Though there is a rich historical debate over the king’s record, most people still think of him as the power-mad hunchback depicted by Shakespeare. “My Richard is a revisionist Richard,” she said later. “He’s not Shakespeare’s ‘bottled spider.’”
She began research for a novel about the much-maligned monarch in 1968, and continued through law school at Rutgers University-Camden. One day, six years into her work on the book, she left her 400-page manuscript, her only copy, on the trunk of her car while she was moving things into her apartment. When she returned, moments later, it was gone. Though she suspected a passer-by, she later lay blame on a “vengeful Tudor ghost.”
Unable to comprehend starting from scratch, Ms. Penman set aside her creative aspirations and turned to her legal career. She graduated in 1974 and moved to Los Angeles, then returned to Atlantic City, where she joined a firm specializing in tax law.

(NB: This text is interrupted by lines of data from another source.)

//! Scripted adapter shared by unit tests.

use crate::adapter::{
    Adapter, AdapterInfo, ConnectionResult, ParamDef, ParamType, PriceBars, ValidatedParams,
};
use crate::error::{GatewayError, Result};
use async_trait::async_trait;
use axum::http::HeaderMap;
use axum_extra::extract::cookie::Cookie;
use chrono::NaiveDate;
use std::sync::atomic::{AtomicU32, Ordering};
use std::sync::Arc;

pub const CODE: &str = "SCRIPTED";
pub const NAME: &str = "Scripted";
pub const COMPLETION_PATH: &str = "/done";

static CONFIG_PARAMS: &[ParamDef] = &[ParamDef::new("region", ParamType::String).with_default("eu")];
static CONNECT_PARAMS: &[ParamDef] = &[ParamDef::new("username", ParamType::String)];

static INFO: AdapterInfo = AdapterInfo {
    code: CODE,
    name: NAME,
    supports_feed: true,
    supports_broker: false,
    supports_multiple_feeds: false,
    supports_inventory: false,
    config_params: CONFIG_PARAMS,
    connect_params: CONNECT_PARAMS,
};

#[derive(Clone, Copy, Debug)]
pub enum Handshake {
    Immediate,
    Proxied,
    Fail,
}

/// Call counters and remaining scripted failures, shared by every clone.
#[derive(Debug, Default)]
pub struct Probe {
    pub connect_calls: AtomicU32,
    pub disconnect_calls: AtomicU32,
    pub refresh_calls: AtomicU32,
    pub init_calls: AtomicU32,
    pub bars_calls: AtomicU32,
    pub failing_refreshes: AtomicU32,
    pub bar_timeouts: AtomicU32,
}

impl Probe {
    pub fn count(counter: &AtomicU32) -> u32 {
        counter.load(Ordering::SeqCst)
    }

    fn take(counter: &AtomicU32) -> bool {
        counter
            .fetch_update(Ordering::SeqCst, Ordering::SeqCst, |n| n.checked_sub(1))
            .is_ok()
    }
}

#[derive(Clone)]
pub struct ScriptedAdapter {
    pub handshake: Handshake,
    pub token_exp: u64,
    pub init_fails: bool,
    pub auth_url: String,
    pub probe: Arc<Probe>,
}

impl ScriptedAdapter {
    pub fn new(handshake: Handshake) -> Self {
        Self {
            handshake,
            token_exp: 0,
            init_fails: false,
            auth_url: "https://backend.example.com/sso/login".to_string(),
            probe: Arc::new(Probe::default()),
        }
    }

    pub fn with_token_exp(mut self, seconds: u64) -> Self {
        self.token_exp = seconds;
        self
    }

    pub fn failing_init(mut self) -> Self {
        self.init_fails = true;
        self
    }

    pub fn with_auth_url(mut self, url: impl Into<String>) -> Self {
        self.auth_url = url.into();
        self
    }

    pub fn boxed(&self) -> Box<dyn Adapter> {
        Box::new(self.clone())
    }
}

#[async_trait]
impl Adapter for ScriptedAdapter {
    fn info(&self) -> &'static AdapterInfo {
        &INFO
    }

    fn auth_url(&self) -> String {
        self.auth_url.clone()
    }

    fn clone_with(&self, _config: &ValidatedParams, _connect: &ValidatedParams) -> Result<Box<dyn Adapter>> {
        Ok(self.boxed())
    }

    async fn connect(&mut self) -> Result<ConnectionResult> {
        self.probe.connect_calls.fetch_add(1, Ordering::SeqCst);
        match self.handshake {
            Handshake::Immediate => Ok(ConnectionResult::Connected),
            Handshake::Proxied => Ok(ConnectionResult::NeedsProxiedLogin),
            Handshake::Fail => Err(GatewayError::auth_failure("bad credentials")),
        }
    }

    async fn disconnect(&mut self) -> Result<()> {
        self.probe.disconnect_calls.fetch_add(1, Ordering::SeqCst);
        Ok(())
    }

    fn is_web_login_completed(&self, status: u16, path: &str) -> bool {
        status == 200 && path == COMPLETION_PATH
    }

    async fn init_from_web_login(&mut self, _request_headers: &HeaderMap, _cookies: &[Cookie<'static>]) -> Result<()> {
        self.probe.init_calls.fetch_add(1, Ordering::SeqCst);
        if self.init_fails {
            return Err(GatewayError::auth_failure("session rejected"));
        }
        Ok(())
    }

    fn token_exp_seconds(&self) -> u64 {
        self.token_exp
    }

    async fn refresh_token(&mut self) -> Result<()> {
        self.probe.refresh_calls.fetch_add(1, Ordering::SeqCst);
        if Probe::take(&self.probe.failing_refreshes) {
            return Err(GatewayError::auth_failure("token expired"));
        }
        Ok(())
    }

    async fn price_bars(&self, symbol: &str, _date: NaiveDate) -> Result<PriceBars> {
        self.probe.bars_calls.fetch_add(1, Ordering::SeqCst);
        if Probe::take(&self.probe.bar_timeouts) {
            return Ok(PriceBars::timed_out(symbol));
        }
        Ok(PriceBars {
            symbol: symbol.to_string(),
            bars: Vec::new(),
            timeout: false,
        })
    }
}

It took almost four years for her writer’s block to pass. When it did, the work on her Richard novel flowed. She left her job to spend months in York, England, for research, eventually producing a 1,236-page manuscript. When she submitted it to her publisher, Henry Holt & Company, her editor asked if she felt any pangs of conscience for all the dead trees her book would require. The two whittled it down to a relatively slim 936 pages.
Ms. Penman would go on to write 14 more novels, most of them in series — one about Welsh royalty, another about the Plantagenets and yet another about a fictional medieval detective working for Eleanor of Aquitaine.
Though all her books were doorstops, filled with regiments of characters, she maintained that at least 90 percent of their material was drawn from the historical record. At the end she appended a lengthy author’s note, sometimes 40 pages or more in length, in which she explained where she had done her research and where she had taken liberties with the facts.
She also kept up with developments in academic history. Richard the Lionhearted makes a brief appearance in her early book “Here Be Dragons” (1985), in which she implies that he is gay, but in later books he is decidedly not — a revision, she said, that reflected changes in the historical consensus about the king.
Such was her commitment to the factual record that she kept a running list on her website of historical errors in her novels, owning up to even the most minor offense, like describing a medieval greyhound as “brindled,” long before the breed developed that particular coloration.
For Ms. Penman, a commitment to historical accuracy was more than just a personal choice; it was, she wrote in an opinion piece in 2020 for the History News Network, the writer’s moral obligation to keep as close to the facts as possible, and to be transparent about where the record had been fudged — especially when “fact” itself was under assault.
“We need to be able to rely upon a novelist’s interpretation” of the past, she wrote. “So, truth matters. I would never have expected that statement to become controversial, but never has that bedrock value been under such relentless assault.”